Saturday, October 22, 2005

El Sid in Mexico City

Mexico City helped me solve one of the great mysteries that I have struggled with for many years. As I walked through the business district last week I noticed that all the women looked as if they had just stepped out of a Robert Palmer video and all the men looked like Freddie Prinze Jr. No business casual in this city.

So what’s the mystery, you ask? It helped me solve the Aprieta y Gana dichotomy. What the hell is Aprieta y Gana, you ask? Only one of the greatest TV shows of our time. If you haven’t seen it, you need to start watching more Univision.
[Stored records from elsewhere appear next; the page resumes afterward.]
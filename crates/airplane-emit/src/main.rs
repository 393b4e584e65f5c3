//! airplane-emit - write Airplane task outputs from shell tasks
//!
//! ```text
//! airplane-emit set -p rows -p 0 --value '{"id": 1}'
//! echo '"done"' | airplane-emit append -p log
//! ```

#![cfg_attr(not(test), deny(clippy::unwrap_used))]
#![cfg_attr(not(test), deny(clippy::expect_used))]
#![cfg_attr(not(test), deny(clippy::panic))]
#![forbid(unsafe_code)]

use std::process;

mod cli;
mod handlers;
mod setup;

fn main() {
    if let Err(e) = setup::init_tracing() {
        #[allow(clippy::print_stderr)]
        {
            eprintln!("Warning: {e}");
        }
    }

    let matches = cli::build_cli().get_matches();

    if let Err(err) = handlers::dispatch(&matches) {
        tracing::error!(error = %err, "airplane-emit failed");
        #[allow(clippy::print_stderr)]
        {
            eprintln!("Error: {err:#}");
        }

        let code = err
            .downcast_ref::<airplane_output::Error>()
            .map_or(1, airplane_output::Error::exit_code);

        #[allow(clippy::exit)]
        process::exit(code);
    }
}
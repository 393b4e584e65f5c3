//! Runner-side reassembly shared by the emission tests.

#![allow(clippy::unwrap_used, clippy::expect_used, clippy::panic)]

pub const CHUNK: &str = "airplane_chunk:";
pub const CHUNK_END: &str = "airplane_chunk_end:";

/// Reassemble raw output into logical lines the way the runner does, checking
/// that each chunked emission is contiguous.
pub fn reassemble(raw: &[u8]) -> Vec<Vec<u8>> {
    let mut logical = Vec::new();
    let mut open: Option<(String, Vec<u8>)> = None;

    for line in raw.split(|&b| b == b'\n').filter(|l| !l.is_empty()) {
        if let Some(rest) = line.strip_prefix(CHUNK.as_bytes()) {
            let space = rest.iter().position(|&b| b == b' ').unwrap();
            let key = String::from_utf8(rest[..space].to_vec()).unwrap();
            let body = &rest[space + 1..];
            match open.as_mut() {
                Some((open_key, buf)) => {
                    assert_eq!(open_key, &key, "frames of two emissions interleaved");
                    buf.extend_from_slice(body);
                }
                None => open = Some((key, body.to_vec())),
            }
        } else if let Some(key) = line.strip_prefix(CHUNK_END.as_bytes()) {
            let (open_key, buf) = open.take().expect("end marker without frames");
            assert_eq!(open_key.as_bytes(), key);
            logical.push(buf);
        } else {
            assert!(open.is_none(), "plain line inside a chunked emission");
            logical.push(line.to_vec());
        }
    }

    assert!(open.is_none(), "chunked emission without end marker");
    logical
}
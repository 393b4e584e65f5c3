//! In-memory sink for capturing emissions
//!
//! Production code writes to stdout through [`crate::StdoutSink`]; tests hand an
//! [`crate::Outputs`] a [`MemorySink`] and inspect what would have been printed.

#![cfg_attr(not(test), deny(clippy::unwrap_used))]
#![cfg_attr(not(test), deny(clippy::expect_used))]
#![cfg_attr(not(test), deny(clippy::panic))]
#![forbid(unsafe_code)]

use std::{io, sync::RwLock};

use crate::{chunk::Frames, sink::OutputSink};

/// Test sink that captures raw output bytes.
///
/// Uses interior mutability via `RwLock` so it can be shared between threads
/// without requiring `&mut self`.
///
/// # Example
///
/// ```
/// use airplane_output::{path, test_utils::MemorySink, EmitterConfig, Outputs};
///
/// let outputs = Outputs::new(MemorySink::new(), EmitterConfig::default());
/// outputs.set(&42, &path!["answer"]).unwrap();
///
/// assert_eq!(outputs.sink().lines(), vec!["airplane_output_set:answer 42"]);
/// ```
#[derive(Debug, Default)]
pub struct MemorySink(pub RwLock<Vec<u8>>);

impl MemorySink {
    #[must_use]
    pub fn new() -> Self {
        Self::default()
    }

    /// Copy of everything written so far.
    #[must_use]
    pub fn bytes(&self) -> Vec<u8> {
        self.0
            .read()
            .map_or_else(|_| Vec::new(), |guard| guard.clone())
    }

    /// Remove and return everything written so far.
    #[must_use]
    pub fn take_bytes(&self) -> Vec<u8> {
        self.0
            .write()
            .map_or_else(|_| Vec::new(), |mut guard| std::mem::take(&mut *guard))
    }

    /// Written lines without terminators, decoded lossily.
    ///
    /// A chunk frame cut inside a multi-byte character shows up with
    /// replacement characters here; use [`Self::bytes`] for exact content.
    #[must_use]
    pub fn lines(&self) -> Vec<String> {
        String::from_utf8_lossy(&self.bytes())
            .lines()
            .map(str::to_string)
            .collect()
    }

    #[must_use]
    pub fn is_empty(&self) -> bool {
        self.0.read().map_or(true, |guard| guard.is_empty())
    }
}

impl OutputSink for MemorySink {
    fn write_frames(&self, frames: &Frames, _flush: bool) -> io::Result<()> {
        let mut guard = self
            .0
            .write()
            .map_err(|_| io::Error::other("MemorySink lock poisoned"))?;
        frames
            .lines()
            .iter()
            .for_each(|line| guard.extend_from_slice(line));
        Ok(())
    }
}

#[cfg(test)]
mod tests {
    use super::*;
    use crate::chunk::frame_line;

    #[test]
    fn memory_sink_captures_lines() {
        let sink = MemorySink::new();
        assert!(sink.is_empty());

        sink.write_frames(&frame_line("first", 8192), true).unwrap();
        sink.write_frames(&frame_line("second", 8192), true).unwrap();

        assert_eq!(sink.lines(), vec!["first", "second"]);
        assert!(!sink.is_empty());
    }

    #[test]
    fn memory_sink_take_bytes_empties() {
        let sink = MemorySink::new();
        sink.write_frames(&frame_line("x", 8192), true).unwrap();

        assert_eq!(sink.take_bytes(), b"x\n");
        assert!(sink.is_empty());
    }
}
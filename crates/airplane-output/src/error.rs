//! Error types for airplane-output
//!
//! Errors are split the same way the exit codes are:
//!
//! - **Validation errors**: bad values, names, path segments or config (exit code 1)
//! - **System errors**: reading configuration from disk (exit code 2)
//!
//! Writes to the output stream are not represented here. A failed write is
//! logged by the sink and never reaches the caller.

use thiserror::Error;

/// Core error type for output operations
#[derive(Debug, Clone, PartialEq, Eq, Error)]
pub enum Error {
    /// The value could not be rendered as JSON.
    #[error("marshalling output to JSON: {0}")]
    Serialization(String),

    /// A legacy output name failed the identifier pattern.
    #[error("invalid output name ({name}): expected name to match ^[a-zA-Z_0-9]*$")]
    InvalidName {
        /// The rejected name.
        name: String,
    },

    /// A dynamically built path segment was neither a string nor an integer.
    #[error("invalid path segment: {0}")]
    InvalidPathSegment(String),

    /// Emitter configuration failed to parse or validate.
    #[error("Invalid configuration: {0}")]
    InvalidConfig(String),

    /// Configuration file could not be read.
    #[error("IO error: {0}")]
    Io(String),
}

impl Error {
    pub fn invalid_name(name: impl Into<String>) -> Self {
        Self::InvalidName { name: name.into() }
    }

    pub fn invalid_path_segment(msg: impl Into<String>) -> Self {
        Self::InvalidPathSegment(msg.into())
    }

    pub fn invalid_config(msg: impl Into<String>) -> Self {
        Self::InvalidConfig(msg.into())
    }

    pub fn io_error(msg: impl Into<String>) -> Self {
        Self::Io(msg.into())
    }

    /// Returns the process exit code for this error.
    ///
    /// - 1: the caller handed us something unusable
    /// - 2: the environment failed us
    pub const fn exit_code(&self) -> i32 {
        match self {
            Self::Serialization(_)
            | Self::InvalidName { .. }
            | Self::InvalidPathSegment(_)
            | Self::InvalidConfig(_) => 1,
            Self::Io(_) => 2,
        }
    }
}

impl From<serde_json::Error> for Error {
    fn from(err: serde_json::Error) -> Self {
        Self::Serialization(err.to_string())
    }
}

impl From<toml::de::Error> for Error {
    fn from(err: toml::de::Error) -> Self {
        Self::invalid_config(format!("Failed to parse config: {err}"))
    }
}

impl From<std::io::Error> for Error {
    fn from(err: std::io::Error) -> Self {
        Self::io_error(err.to_string())
    }
}

/// Result type alias for output operations
pub type Result<T> = std::result::Result<T, Error>;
Sure, they speak Spanish, but that hasn’t stopped me and the only Spanish that I know is “Deja de morder mis pezones, por favor.” (Please stop biting my nipples.) But I digress. But please stop biting my nipples. Really. I’m serious.

Aprieta y Gana is some sort of Hispanic game show that matches a team of four hot women against a team of four supposedly hot men. Hosted by the great Camila Canabal (currently #8 on my list). And by great, I mean hot. So the hot guys compete against the hot women in games involving ponchos, whip cream, tricycles, blindfolds and feather boas, some singing, dressing as sandwiches, fake moustaches, silly string, and possibly midgets. I want to attend a taping, but there is also an audience participation element and I don’t know all the songs and related motions yet. That would be like showing up to a midnight showing of the Rocky Horror Picture Show without rice or toast. But I digress.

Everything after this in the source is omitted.